My own recent analysis in What Bitcoin’s Meltdown Reveals About Markets set a high bar — which is why Easy Money started strong but gradually lost me.
Easy Money started strong for me. Ben McKenzie explains Bitcoin clearly for the layperson, and those early chapters helped frame the technology in simple, practical terms. But after Chapter 2, the book lost momentum. By the time I reached Chapter 6, The Business of Show, the focus felt less like an analysis of Bitcoin and more like a series of adventures featuring Ben and Jake.
The shift toward personality-driven storytelling made the book feel trivial. Much of what followed centered on human behavior, marketing, and social dynamics. Those elements matter, but they are not unique to crypto; they exist in every corner of business and economics. I wanted deeper engagement with Bitcoin itself — its structure, incentives, and inherent strengths or weaknesses — rather than a running commentary on the people surrounding it.
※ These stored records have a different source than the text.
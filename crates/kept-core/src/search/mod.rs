//! Text search and view helpers over a note collection.
//!
//! Search is a plain case-insensitive substring match on title or content,
//! evaluated in memory against the store's active collection.

use chrono::{DateTime, Duration, Utc};

use crate::models::Note;

/// Whether `note` matches `query`. A blank query matches everything.
pub fn matches_query(note: &Note, query: &str) -> bool {
    let query = query.trim();
    if query.is_empty() {
        return true;
    }

    let needle = query.to_lowercase();
    note.title.to_lowercase().contains(&needle) || note.content.to_lowercase().contains(&needle)
}

/// Notes matching `query`, in collection order.
pub fn filter_notes<'a>(notes: &'a [Note], query: &str) -> Vec<&'a Note> {
    notes
        .iter()
        .filter(|note| matches_query(note, query))
        .collect()
}

/// Split into `(pinned, others)`, each keeping its original relative order.
pub fn partition_pinned<'a>(
    notes: impl IntoIterator<Item = &'a Note>,
) -> (Vec<&'a Note>, Vec<&'a Note>) {
    notes.into_iter().partition(|note| note.is_pinned)
}

/// Order trashed notes most recently deleted first.
pub fn sort_trash(notes: &mut [Note]) {
    notes.sort_by(|a, b| b.deleted_at.cmp(&a.deleted_at));
}

/// Whole days left before a trashed note becomes eligible for purging.
///
/// Partial days already elapsed count as full days, so a note deleted a few
/// hours ago out of a 7-day window shows 6. Notes without a deletion stamp
/// report the full window.
pub fn days_until_purge(note: &Note, now: DateTime<Utc>, retention: Duration) -> i64 {
    let Some(deleted_at) = note.deleted_at else {
        return retention.num_days();
    };

    let age = now.signed_duration_since(deleted_at);
    let elapsed_days = if age <= Duration::zero() {
        0
    } else {
        let whole = age.num_days();
        if age > Duration::days(whole) {
            whole + 1
        } else {
            whole
        }
    };

    (retention.num_days() - elapsed_days).max(0)
}
//! Error types for kept-core

use std::time::Duration;

use thiserror::Error;

use crate::models::NoteId;

/// Result type alias using kept-core's Error
pub type Result<T> = std::result::Result<T, Error>;

/// Errors that can occur in kept-core operations
#[derive(Error, Debug)]
pub enum Error {
    /// Note is absent from the collection the operation targeted (active or trash)
    #[error("Note not found: {0}")]
    NotFound(NoteId),

    /// Malformed input, e.g. an unknown color name
    #[error("Invalid input: {0}")]
    Validation(String),

    /// The backing store rejected a read or write
    #[error("Persistence error: {0}")]
    Persistence(String),

    /// A backing store call did not finish in time
    #[error("Persistence timed out after {0:?}")]
    Timeout(Duration),

    /// libSQL error
    #[error("libSQL error: {0}")]
    LibSql(#[from] libsql::Error),

    /// HTTP transport error talking to the remote service
    #[error("HTTP error: {0}")]
    Http(#[from] reqwest::Error),

    /// Serialization error
    #[error("Serialization error: {0}")]
    Serialization(#[from] serde_json::Error),

    /// IO error
    #[error("IO error: {0}")]
    Io(#[from] std::io::Error),
}

/// Coarse classification callers branch on.
#[derive(Debug, Clone, Copy, PartialEq, Eq)]
pub enum ErrorKind {
    NotFound,
    Persistence,
    Validation,
}

impl Error {
    /// Classify this error.
    ///
    /// Anything raised by a storage engine or transport counts as a
    /// persistence failure.
    pub const fn kind(&self) -> ErrorKind {
        match self {
            Self::NotFound(_) => ErrorKind::NotFound,
            Self::Validation(_) => ErrorKind::Validation,
            Self::Persistence(_)
            | Self::Timeout(_)
            | Self::LibSql(_)
            | Self::Http(_)
            | Self::Serialization(_)
            | Self::Io(_) => ErrorKind::Persistence,
        }
    }

    pub const fn is_not_found(&self) -> bool {
        matches!(self, Self::NotFound(_))
    }
}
One line, however, stayed with me:
“You cannot create a trustless form of money because money is trust, forged through social consensus.”
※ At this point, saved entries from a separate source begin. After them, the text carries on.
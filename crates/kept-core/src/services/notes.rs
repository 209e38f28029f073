//! Shared note service wrapper used across clients.

use std::sync::Arc;

use tokio::sync::Mutex;

use crate::backend::{AnyBackend, NoteBackend};
use crate::config::StoreConfig;
use crate::models::{Note, NoteColor, NoteDraft, NotePatch};
use crate::store::NoteStore;
use crate::{NoteId, Result};

/// Snapshot of the undo/redo cursor for display.
#[derive(Debug, Clone, Copy, PartialEq, Eq)]
pub struct HistoryState {
    pub index: isize,
    pub len: usize,
    pub can_undo: bool,
    pub can_redo: bool,
}

/// Thread-safe handle to one note store.
///
/// Clones share the same store, and every call holds the lock for its whole
/// duration, so operations from concurrent callers never interleave.
pub struct NoteService<B> {
    store: Arc<Mutex<NoteStore<B>>>,
}

impl<B> Clone for NoteService<B> {
    fn clone(&self) -> Self {
        Self {
            store: Arc::clone(&self.store),
        }
    }
}

impl NoteService<AnyBackend> {
    /// Open the backend `config` selects and load its notes.
    pub async fn open(config: &StoreConfig) -> Result<Self> {
        let backend = AnyBackend::open(&config.backend, config.persist_timeout).await?;
        tracing::info!("Using {} note storage", backend.label());
        let store = NoteStore::open(backend, config).await?;
        Ok(Self::from_store(store))
    }
}

impl<B: NoteBackend> NoteService<B> {
    pub fn from_store(store: NoteStore<B>) -> Self {
        Self {
            store: Arc::new(Mutex::new(store)),
        }
    }

    pub async fn create(&self, draft: NoteDraft) -> Result<Note> {
        self.store.lock().await.create(draft).await
    }

    pub async fn update(&self, id: &NoteId, patch: NotePatch) -> Result<Note> {
        self.store.lock().await.update(id, patch).await
    }

    pub async fn toggle_pin(&self, id: &NoteId) -> Result<Note> {
        self.store.lock().await.toggle_pin(id).await
    }

    pub async fn toggle_archive(&self, id: &NoteId) -> Result<Note> {
        self.store.lock().await.toggle_archive(id).await
    }

    pub async fn set_color(&self, id: &NoteId, color: NoteColor) -> Result<Note> {
        self.store.lock().await.set_color(id, color).await
    }

    pub async fn delete(&self, id: &NoteId) -> Result<Note> {
        self.store.lock().await.delete(id).await
    }

    pub async fn restore(&self, id: &NoteId) -> Result<Note> {
        self.store.lock().await.restore(id).await
    }

    pub async fn purge(&self, id: &NoteId) -> Result<()> {
        self.store.lock().await.purge(id).await
    }

    pub async fn purge_expired(&self) -> Result<Vec<NoteId>> {
        self.store.lock().await.purge_expired().await
    }

    pub async fn undo(&self) -> Result<bool> {
        self.store.lock().await.undo().await
    }

    pub async fn redo(&self) -> Result<bool> {
        self.store.lock().await.redo().await
    }

    pub async fn reload(&self) -> Result<()> {
        self.store.lock().await.reload().await
    }

    pub async fn get(&self, id: &NoteId) -> Option<Note> {
        self.store.lock().await.get(id).cloned()
    }

    pub async fn list_active(&self) -> Vec<Note> {
        self.store.lock().await.list_active().to_vec()
    }

    pub async fn list_visible(&self) -> Vec<Note> {
        self.store
            .lock()
            .await
            .list_visible()
            .into_iter()
            .cloned()
            .collect()
    }

    pub async fn list_archived(&self) -> Vec<Note> {
        self.store
            .lock()
            .await
            .list_archived()
            .into_iter()
            .cloned()
            .collect()
    }

    pub async fn search(&self, query: &str) -> Vec<Note> {
        self.store
            .lock()
            .await
            .search(query)
            .into_iter()
            .cloned()
            .collect()
    }

    pub async fn list_trash(&self) -> Result<Vec<Note>> {
        self.store.lock().await.list_trash().await
    }

    pub async fn trash_retention(&self) -> chrono::Duration {
        self.store.lock().await.trash_retention()
    }

    pub async fn history_state(&self) -> HistoryState {
        let store = self.store.lock().await;
        let history = store.history();
        HistoryState {
            index: history.history_index(),
            len: history.len(),
            can_undo: history.can_undo(),
            can_redo: history.can_redo(),
        }
    }
}
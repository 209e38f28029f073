//! HTTP client for the remote notes service.

use std::collections::HashSet;
use std::time::Duration;

use chrono::{DateTime, Utc};
use reqwest::{Response, StatusCode};
use serde::Deserialize;

use super::NoteBackend;
use crate::error::{Error, Result};
use crate::models::{Note, NoteId};
use crate::util::body_snippet;

/// Longest slice of an error response kept in the error message.
const ERROR_BODY_LIMIT: usize = 200;

/// Reply to `POST /memo`. Servers that only send the id leave the
/// client's timestamps in place.
#[derive(Debug, Deserialize)]
#[serde(rename_all = "camelCase")]
struct CreatedResponse {
    id: NoteId,
    #[serde(default)]
    created_at: Option<DateTime<Utc>>,
    #[serde(default)]
    updated_at: Option<DateTime<Utc>>,
}

impl CreatedResponse {
    fn stored(self, note: &Note) -> Note {
        let mut stored = note.clone();
        stored.id = self.id;
        if let Some(created_at) = self.created_at {
            stored.created_at = created_at;
        }
        if let Some(updated_at) = self.updated_at {
            stored.updated_at = updated_at;
        }
        stored
    }
}

/// Backend that forwards every operation to the notes API.
///
/// Ids are assigned by the server, deletion timestamps are stamped by the
/// server, and the retention cutoff for bulk purges is the server's own.
#[derive(Clone)]
pub struct RemoteBackend {
    base_url: String,
    client: reqwest::Client,
}

impl RemoteBackend {
    pub fn new(base_url: impl Into<String>, timeout: Duration) -> Result<Self> {
        let base_url = base_url.into().trim().trim_end_matches('/').to_string();
        let client = reqwest::Client::builder().timeout(timeout).build()?;
        Ok(Self { base_url, client })
    }

    pub fn base_url(&self) -> &str {
        &self.base_url
    }

    fn url(&self, path: &str) -> String {
        format!("{}{path}", self.base_url)
    }

    /// Map non-success statuses to errors; a 404 on `id` becomes `NotFound`.
    async fn check(response: Response, id: Option<&NoteId>) -> Result<Response> {
        let status = response.status();
        if status.is_success() {
            return Ok(response);
        }
        if let (StatusCode::NOT_FOUND, Some(id)) = (status, id) {
            return Err(Error::NotFound(id.clone()));
        }

        let body = response.text().await.unwrap_or_default();
        Err(Error::Persistence(format!(
            "notes service returned HTTP {}: {}",
            status.as_u16(),
            body_snippet(&body, ERROR_BODY_LIMIT)
        )))
    }

    async fn get_notes(&self, path: &str) -> Result<Vec<Note>> {
        let response = self.client.get(self.url(path)).send().await?;
        let response = Self::check(response, None).await?;
        // An empty list may arrive as `null`
        let notes: Option<Vec<Note>> = response.json().await?;
        Ok(notes.unwrap_or_default())
    }
}

impl NoteBackend for RemoteBackend {
    async fn load_active(&self) -> Result<Vec<Note>> {
        let notes = self.get_notes("/").await?;
        tracing::debug!("Fetched {} notes from {}", notes.len(), self.base_url);
        Ok(notes)
    }

    async fn insert(&self, note: &Note) -> Result<Note> {
        let response = self
            .client
            .post(self.url("/memo"))
            .json(note)
            .send()
            .await?;
        let created: CreatedResponse = Self::check(response, None).await?.json().await?;
        Ok(created.stored(note))
    }

    async fn replace(&self, note: &Note) -> Result<()> {
        let response = self
            .client
            .put(self.url(&format!("/memo/{}", note.id)))
            .json(note)
            .send()
            .await?;
        Self::check(response, Some(&note.id)).await?;
        Ok(())
    }

    async fn trash(&self, id: &NoteId, _deleted_at: DateTime<Utc>) -> Result<()> {
        let response = self
            .client
            .delete(self.url(&format!("/memo/{id}")))
            .send()
            .await?;
        Self::check(response, Some(id)).await?;
        Ok(())
    }

    async fn list_trash(&self) -> Result<Vec<Note>> {
        self.get_notes("/trash").await
    }

    async fn restore(&self, id: &NoteId) -> Result<()> {
        let response = self
            .client
            .patch(self.url(&format!("/memo/{id}/restore")))
            .send()
            .await?;
        Self::check(response, Some(id)).await?;
        Ok(())
    }

    async fn purge(&self, id: &NoteId) -> Result<()> {
        let response = self
            .client
            .delete(self.url(&format!("/trash/{id}")))
            .send()
            .await?;
        Self::check(response, Some(id)).await?;
        Ok(())
    }

    /// The server applies its own retention window, so `cutoff` is advisory.
    /// The purged ids are recovered by diffing the trash around the call.
    async fn purge_expired(&self, _cutoff: DateTime<Utc>) -> Result<Vec<NoteId>> {
        let before = self.list_trash().await?;

        let response = self
            .client
            .delete(self.url("/trash/permanent"))
            .send()
            .await?;
        Self::check(response, None).await?;

        let remaining: HashSet<NoteId> = self
            .list_trash()
            .await?
            .into_iter()
            .map(|note| note.id)
            .collect();

        Ok(before
            .into_iter()
            .map(|note| note.id)
            .filter(|id| !remaining.contains(id))
            .collect())
    }
}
That sentence reframes the entire Bitcoin experiment. The technology is fascinating. The idea of settling payments without a central authority is bold and innovative. Yet the practical reality remains: a currency only works when people agree to trust and use it.
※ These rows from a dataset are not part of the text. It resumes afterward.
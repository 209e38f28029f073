use std::io::Write;

use kept_core::backend::NoteBackend;
use kept_core::NoteService;

use crate::commands::common::normalize_search_query;
use crate::commands::list::write_notes;
use crate::error::CliError;

pub async fn run_search<B: NoteBackend>(
    service: &NoteService<B>,
    query: &str,
    as_json: bool,
    out: &mut impl Write,
) -> Result<(), CliError> {
    let normalized_query = normalize_search_query(query)?;
    let notes = service.search(&normalized_query).await;

    write_notes(&notes, as_json, out)
}
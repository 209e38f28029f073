//! Store configuration.
//!
//! Selects which backing collaborator a [`NoteStore`](crate::store::NoteStore)
//! talks to and tunes history depth, persistence timeout and trash retention.
//! Values come from the environment (`KEPT_*`) or from an explicit lookup for
//! tests; frontends may override individual fields afterwards.

use std::collections::HashMap;
use std::env;
use std::path::PathBuf;
use std::time::Duration;

use thiserror::Error;

use crate::util::{is_http_url, normalize_text_option};

/// Actions kept in the undo log before the oldest is dropped.
pub const DEFAULT_HISTORY_LIMIT: usize = 50;
/// Days a note stays in the trash before it may be purged.
pub const DEFAULT_TRASH_RETENTION_DAYS: i64 = 7;
const DEFAULT_PERSIST_TIMEOUT_SECS: u64 = 10;
const DEFAULT_DB_FILE: &str = "kept.db";

#[derive(Debug, Error)]
pub enum ConfigError {
    #[error("Invalid configuration: {0}")]
    Invalid(String),
}

/// Which persistence mechanism backs the store. Exactly one per store instance.
#[derive(Debug, Clone, PartialEq, Eq)]
pub enum BackendConfig {
    /// Durable local key-value database file
    Local { db_path: PathBuf },
    /// Remote HTTP notes service
    Remote { base_url: String },
    /// Process memory only; nothing survives exit
    Memory,
}

#[derive(Debug, Clone, PartialEq, Eq)]
pub struct StoreConfig {
    pub backend: BackendConfig,
    pub history_limit: usize,
    pub persist_timeout: Duration,
    pub trash_retention: chrono::Duration,
}

impl Default for StoreConfig {
    fn default() -> Self {
        Self {
            backend: BackendConfig::Local {
                db_path: PathBuf::from(DEFAULT_DB_FILE),
            },
            history_limit: DEFAULT_HISTORY_LIMIT,
            persist_timeout: Duration::from_secs(DEFAULT_PERSIST_TIMEOUT_SECS),
            trash_retention: chrono::Duration::days(DEFAULT_TRASH_RETENTION_DAYS),
        }
    }
}

impl StoreConfig {
    /// In-memory store with default tuning, mostly for tests.
    pub fn in_memory() -> Self {
        Self {
            backend: BackendConfig::Memory,
            ..Self::default()
        }
    }

    pub fn from_env() -> Result<Self, ConfigError> {
        let values: HashMap<String, String> = env::vars().collect();
        Self::from_lookup(|name| values.get(name).cloned())
    }

    /// Build a config from `KEPT_*` variables.
    ///
    /// `KEPT_API_URL` wins over `KEPT_DB_PATH`: when a remote service is
    /// configured the local database is not opened.
    pub fn from_lookup(lookup: impl Fn(&str) -> Option<String>) -> Result<Self, ConfigError> {
        let mut config = Self::default();

        if let Some(base_url) = normalize_text_option(lookup("KEPT_API_URL")) {
            config.backend = BackendConfig::remote(&base_url)?;
        } else if let Some(db_path) = normalize_text_option(lookup("KEPT_DB_PATH")) {
            config.backend = BackendConfig::Local {
                db_path: PathBuf::from(db_path),
            };
        }

        if let Some(raw) = normalize_text_option(lookup("KEPT_HISTORY_LIMIT")) {
            config.history_limit = raw
                .parse::<usize>()
                .ok()
                .filter(|limit| *limit > 0)
                .ok_or_else(|| {
                    ConfigError::Invalid(format!(
                        "KEPT_HISTORY_LIMIT must be a positive integer, got '{raw}'"
                    ))
                })?;
        }

        if let Some(raw) = normalize_text_option(lookup("KEPT_PERSIST_TIMEOUT_SECS")) {
            let secs = raw
                .parse::<u64>()
                .ok()
                .filter(|secs| *secs > 0)
                .ok_or_else(|| {
                    ConfigError::Invalid(format!(
                        "KEPT_PERSIST_TIMEOUT_SECS must be a positive integer, got '{raw}'"
                    ))
                })?;
            config.persist_timeout = Duration::from_secs(secs);
        }

        Ok(config)
    }
}

impl BackendConfig {
    /// Validate and normalize a remote base URL.
    pub fn remote(base_url: &str) -> Result<Self, ConfigError> {
        let base_url = base_url.trim();
        if !is_http_url(base_url) {
            return Err(ConfigError::Invalid(
                "KEPT_API_URL must start with http:// or https://".to_string(),
            ));
        }
        Ok(Self::Remote {
            base_url: base_url.trim_end_matches('/').to_string(),
        })
    }

    pub const fn label(&self) -> &'static str {
        match self {
            Self::Local { .. } => "local",
            Self::Remote { .. } => "remote",
            Self::Memory => "memory",
        }
    }
}

#[cfg(test)]
mod tests {
    use std::collections::HashMap;

    use super::*;

    fn config_from(pairs: &[(&str, &str)]) -> Result<StoreConfig, ConfigError> {
        let map: HashMap<&str, &str> = pairs.iter().copied().collect();
        StoreConfig::from_lookup(|key| map.get(key).map(|value| (*value).to_string()))
    }

    #[test]
    fn defaults_to_local_backend() {
        let config = config_from(&[]).unwrap();
        assert_eq!(config.history_limit, 50);
        assert_eq!(config.trash_retention, chrono::Duration::days(7));
        assert!(matches!(config.backend, BackendConfig::Local { .. }));
    }

    #[test]
    fn remote_url_wins_and_is_normalized() {
        let config = config_from(&[
            ("KEPT_API_URL", " http://localhost:6727/ "),
            ("KEPT_DB_PATH", "/tmp/ignored.db"),
        ])
        .unwrap();
        assert_eq!(
            config.backend,
            BackendConfig::Remote {
                base_url: "http://localhost:6727".to_string()
            }
        );
    }

    #[test]
    fn remote_url_requires_http_scheme() {
        let error = config_from(&[("KEPT_API_URL", "localhost:6727")]).unwrap_err();
        assert!(error.to_string().contains("KEPT_API_URL"));
    }

    #[test]
    fn rejects_zero_history_limit() {
        assert!(config_from(&[("KEPT_HISTORY_LIMIT", "0")]).is_err());
        let config = config_from(&[("KEPT_HISTORY_LIMIT", "5")]).unwrap();
        assert_eq!(config.history_limit, 5);
    }

    #[test]
    fn parses_persist_timeout() {
        let config = config_from(&[("KEPT_PERSIST_TIMEOUT_SECS", "3")]).unwrap();
        assert_eq!(config.persist_timeout, Duration::from_secs(3));
        assert!(config_from(&[("KEPT_PERSIST_TIMEOUT_SECS", "soon")]).is_err());
    }
}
Satoshi Nakamoto undeniably changed the conversation around payments and settlement systems. But it also raises a deeper question: what problem was Satoshi truly trying to solve, and what frustration drove the creation of Bitcoin in the first place?
McKenzie and Silverman succeed at challenging assumptions, and that skepticism is the book’s real value. Even so, for me, that insight alone was not enough to justify keeping it in my Kindle library — so it got ejected.